M Mustofa(1*), Dhomas Hatta Fudholi(2),

(1) Universitas Islam Indonesia
(2) Universitas Islam Indonesia
(*) Corresponding Author

Abstract


Currently, there are many studies that want computers to be able to imitate human creativity in stringing words into writing like a writer. This study aims to use the RNN algorithm to produce automatic story writing in Indonesian. The main contribution in this research is the creation and evaluation of the RNN algorithm based on the skip-thoughts model using an Indonesian language dataset. The skip-thoughts model consists of an encoder in the form of single GRU layer with 500 hidden units, and two decoders with single GRU layer each with 500 hidden units. The function of the encoder is to do the word mapping process from the input sentence, while the decoder predicts the sentence before (previous decoder) and the sentence after (next decoder) from the input sentence. The dataset used in the model training is in the form of stories in Indonesian with the genres of folklore and short stories. The model training process is run in 100 epochs, using the ADAM optimizer to get the optimal model. Based on the results of the assessment of respondents who have a background as writers, the folklore model shows a fairly good rating (average score of 65) for the S-P-O-K criteria, and a low rating for criteria of linkage between sentences (average score of 38) and the context of the whole story (average score of 32).
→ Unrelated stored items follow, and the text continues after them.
// src/services/procurement_service.rs

use chrono::{DateTime, Utc};
use rust_decimal::Decimal;
use serde_json::{json, Value};
use uuid::Uuid;

use crate::{
    common::error::AppError,
    db::RegistryRepository,
    models::{
        batch::{BatchChanges, CropBatch},
        notification::{NotificationCategory, NotificationKind, NotificationPriority},
        profile::{Capability, Profile},
        registry::{Farm, Warehouse},
        status::BatchStatus,
    },
    services::{
        batch_service::{batch_metadata, plan_transition, BatchService, TransitionPlan},
        side_effects::{Audience, NotificationIntent},
    },
};

#[derive(Debug, Clone, Default)]
pub struct ApprovalInput {
    pub quality_grade: String,
    pub moisture_content: Option<Decimal>,
    pub quality_notes: Option<String>,
    pub photo_urls: Vec<String>,
    pub warehouse_id: Uuid,
}

/// Snapshot gravado em `approval_data` no momento da aprovação.
pub fn approval_snapshot(
    actor: &Profile,
    batch: &CropBatch,
    farm: &Farm,
    input: &ApprovalInput,
    approved_at: DateTime<Utc>,
) -> Value {
    json!({
        "farmer": { "name": farm.farmer_name, "phone": farm.farmer_phone },
        "farm": { "id": farm.id, "name": farm.name, "location": farm.location },
        "harvest": {
            "date": batch.actual_harvest_date,
            "quantity": batch.quantity,
            "unit": batch.unit,
        },
        "quality": {
            "grade": input.quality_grade,
            "moistureContent": input.moisture_content,
            "notes": input.quality_notes,
        },
        "photos": input.photo_urls,
        "approvedBy": actor.id,
        "approvedAt": approved_at,
    })
}

pub fn plan_approval(
    actor: &Profile,
    batch: &CropBatch,
    farm: &Farm,
    warehouse: &Warehouse,
    input: &ApprovalInput,
    now: DateTime<Utc>,
) -> Result<TransitionPlan, AppError> {
    actor.require(Capability::BatchApprove)?;

    let grade = input.quality_grade.trim();
    if grade.is_empty() {
        return Err(AppError::InvalidInput("A classificação de qualidade é obrigatória.".into()));
    }
    if !warehouse.is_active {
        return Err(AppError::InvalidInput(format!("O armazém '{}' está desativado.", warehouse.name)));
    }

    let changes = BatchChanges {
        quality_grade: Some(grade.to_string()),
        approval_data: Some(approval_snapshot(actor, batch, farm, input, now)),
        warehouse_id: Some(warehouse.id),
        ..Default::default()
    };

    let plan = plan_transition(
        actor,
        batch,
        BatchStatus::Processed,
        "BATCH_APPROVED",
        changes,
        json!({ "qualityGrade": grade, "warehouseId": warehouse.id }),
    )?;

    let metadata = batch_metadata(batch);
    Ok(plan
        .notify(
            NotificationIntent::new(
                Audience::User(batch.field_agent_id),
                NotificationCategory::Approval,
                "Lote aprovado",
                format!("O lote {} foi aprovado com classificação {grade}.", batch.batch_code),
                metadata.clone(),
            )
            .kind(NotificationKind::Success),
        )
        .notify(NotificationIntent::new(
            Audience::WarehouseManagers(warehouse.id),
            NotificationCategory::Batch,
            "Lote a caminho do armazém",
            format!("O lote {} foi destinado ao armazém {}.", batch.batch_code, warehouse.name),
            metadata,
        )))
}

pub fn plan_rejection(actor: &Profile, batch: &CropBatch, reason: &str) -> Result<TransitionPlan, AppError> {
    actor.require(Capability::BatchApprove)?;

    let reason = reason.trim();
    if reason.is_empty() {
        return Err(AppError::InvalidInput("Informe o motivo da rejeição.".into()));
    }

    let changes = BatchChanges {
        append_note: Some(format!("Rejected: {reason}")),
        ..Default::default()
    };

    let plan = plan_transition(
        actor,
        batch,
        BatchStatus::ReadyForHarvest,
        "BATCH_REJECTED",
        changes,
        json!({ "reason": reason }),
    )?;

    Ok(plan.notify(
        NotificationIntent::new(
            Audience::User(batch.field_agent_id),
            NotificationCategory::Approval,
            "Lote rejeitado",
            format!("O lote {} foi rejeitado: {reason}", batch.batch_code),
            batch_metadata(batch),
        )
        .kind(NotificationKind::Warning)
        .priority(NotificationPriority::High),
    ))
}

#[derive(Clone)]
pub struct ProcurementService {
    batches: BatchService,
    registry_repo: RegistryRepository,
}

impl ProcurementService {
    pub fn new(batches: BatchService, registry_repo: RegistryRepository) -> Self {
        Self { batches, registry_repo }
    }

    pub async fn approve(&self, actor: &Profile, batch_id: Uuid, input: ApprovalInput) -> Result<CropBatch, AppError> {
        actor.require(Capability::BatchApprove)?;
        let batch = self.batches.load(batch_id).await?;

        let warehouse = self
            .registry_repo
            .find_warehouse(input.warehouse_id)
            .await?
            .ok_or(AppError::ResourceNotFound("Armazém"))?;

        // farm_id é FK, então a fazenda sempre existe
        let farm = self
            .registry_repo
            .find_farm(self.batches.pool(), batch.farm_id)
            .await?
            .ok_or(AppError::ResourceNotFound("Fazenda"))?;

        let plan = plan_approval(actor, &batch, &farm, &warehouse, &input, Utc::now())?;
        self.batches.execute(plan).await
    }

    pub async fn reject(&self, actor: &Profile, batch_id: Uuid, reason: &str) -> Result<CropBatch, AppError> {
        actor.require(Capability::BatchApprove)?;
        let batch = self.batches.load(batch_id).await?;
        let plan = plan_rejection(actor, &batch, reason)?;
        self.batches.execute(plan).await
    }
}

#[cfg(test)]
mod tests {
    use super::*;
    use crate::models::{
        batch::fixtures::batch,
        profile::{fixtures::profile, Role},
    };
    use chrono::NaiveDate;

    fn farm() -> Farm {
        let now = Utc::now();
        Farm {
            id: Uuid::new_v4(),
            name: "Fazenda Boa Vista".into(),
            location: "Sorriso - MT".into(),
            size_hectares: Some(Decimal::new(120, 0)),
            farmer_name: "João Pereira".into(),
            farmer_phone: Some("+55 65 99999-0000".into()),
            field_agent_id: Uuid::new_v4(),
            created_at: now,
            updated_at: now,
        }
    }

    fn warehouse() -> Warehouse {
        let now = Utc::now();
        Warehouse {
            id: Uuid::new_v4(),
            name: "Armazém Central".into(),
            location: "BR-163".into(),
            capacity: None,
            manager_id: None,
            is_active: true,
            created_at: now,
            updated_at: now,
        }
    }

    fn input(warehouse_id: Uuid) -> ApprovalInput {
        ApprovalInput {
            quality_grade: "A".into(),
            moisture_content: Some(Decimal::new(135, 1)),
            quality_notes: Some("Grãos uniformes".into()),
            photo_urls: vec!["https://cdn.example.com/p1.jpg".into()],
            warehouse_id,
        }
    }

    #[test]
    fn approval_populates_nested_snapshot() {
        let officer = profile(Role::ProcurementOfficer, None);
        let mut b = batch(BatchStatus::PendingApproval, None);
        b.actual_harvest_date = NaiveDate::from_ymd_opt(2026, 7, 2);
        let f = farm();
        let w = warehouse();

        let plan = plan_approval(&officer, &b, &f, &w, &input(w.id), Utc::now()).unwrap();
        assert_eq!(plan.to, BatchStatus::Processed);
        assert_eq!(plan.changes.warehouse_id, Some(w.id));
        assert_eq!(plan.changes.quality_grade.as_deref(), Some("A"));

        let data = plan.changes.approval_data.unwrap();
        assert_eq!(data["farmer"]["name"], "João Pereira");
        assert_eq!(data["farm"]["name"], "Fazenda Boa Vista");
        assert_eq!(data["harvest"]["unit"], "kg");
        assert_eq!(data["harvest"]["date"], "2026-07-02");
        assert_eq!(data["quality"]["grade"], "A");
        assert_eq!(data["photos"][0], "https://cdn.example.com/p1.jpg");
        assert_eq!(data["approvedBy"], json!(officer.id));

        assert_eq!(plan.effects.notifications.len(), 2);
        assert_eq!(plan.effects.notifications[0].audience, Audience::User(b.field_agent_id));
        assert_eq!(plan.effects.notifications[1].audience, Audience::WarehouseManagers(w.id));
    }

    #[test]
    fn approval_needs_a_grade_and_an_active_warehouse() {
        let officer = profile(Role::ProcurementOfficer, None);
        let b = batch(BatchStatus::PendingApproval, None);
        let mut w = warehouse();

        let mut no_grade = input(w.id);
        no_grade.quality_grade = "  ".into();
        assert!(matches!(
            plan_approval(&officer, &b, &farm(), &w, &no_grade, Utc::now()),
            Err(AppError::InvalidInput(_))
        ));

        w.is_active = false;
        assert!(matches!(
            plan_approval(&officer, &b, &farm(), &w, &input(w.id), Utc::now()),
            Err(AppError::InvalidInput(_))
        ));
    }

    #[test]
    fn rejection_returns_batch_to_harvest() {
        let officer = profile(Role::ProcurementOfficer, None);
        let b = batch(BatchStatus::PendingApproval, None);

        let plan = plan_rejection(&officer, &b, " umidade acima de 14% ").unwrap();
        assert_eq!(plan.to, BatchStatus::ReadyForHarvest);
        assert_eq!(plan.changes.append_note.as_deref(), Some("Rejected: umidade acima de 14%"));
        assert_eq!(plan.effects.notifications[0].priority, NotificationPriority::High);
        assert_eq!(plan.effects.audit.action, "BATCH_REJECTED");
    }

    #[test]
    fn rejection_requires_reason_and_pending_status() {
        let officer = profile(Role::ProcurementOfficer, None);
        assert!(matches!(
            plan_rejection(&officer, &batch(BatchStatus::PendingApproval, None), ""),
            Err(AppError::InvalidInput(_))
        ));
        assert!(matches!(
            plan_rejection(&officer, &batch(BatchStatus::Stored, None), "x"),
            Err(AppError::IllegalStatusTransition { .. })
        ));
    }

    #[test]
    fn drivers_cannot_approve() {
        let driver = profile(Role::Driver, None);
        let w = warehouse();
        assert!(matches!(
            plan_approval(&driver, &batch(BatchStatus::PendingApproval, None), &farm(), &w, &input(w.id), Utc::now()),
            Err(AppError::InsufficientRole(_))
        ));
    }
}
The short story of life model shows a good rating (average score of 73) for the S-P-O-K criteria, and a low rating for the linkage between sentences criteria (average score of 48), and the context of the whole story (average score of 42). Based on the results of the assessment, the skip-thoughts model used in the Indonesian story generator has worked well, but it can still be improved by increasing the number of training datasets for each story genre used, as well as being more specific in determining the genre in order to obtain story integrity better.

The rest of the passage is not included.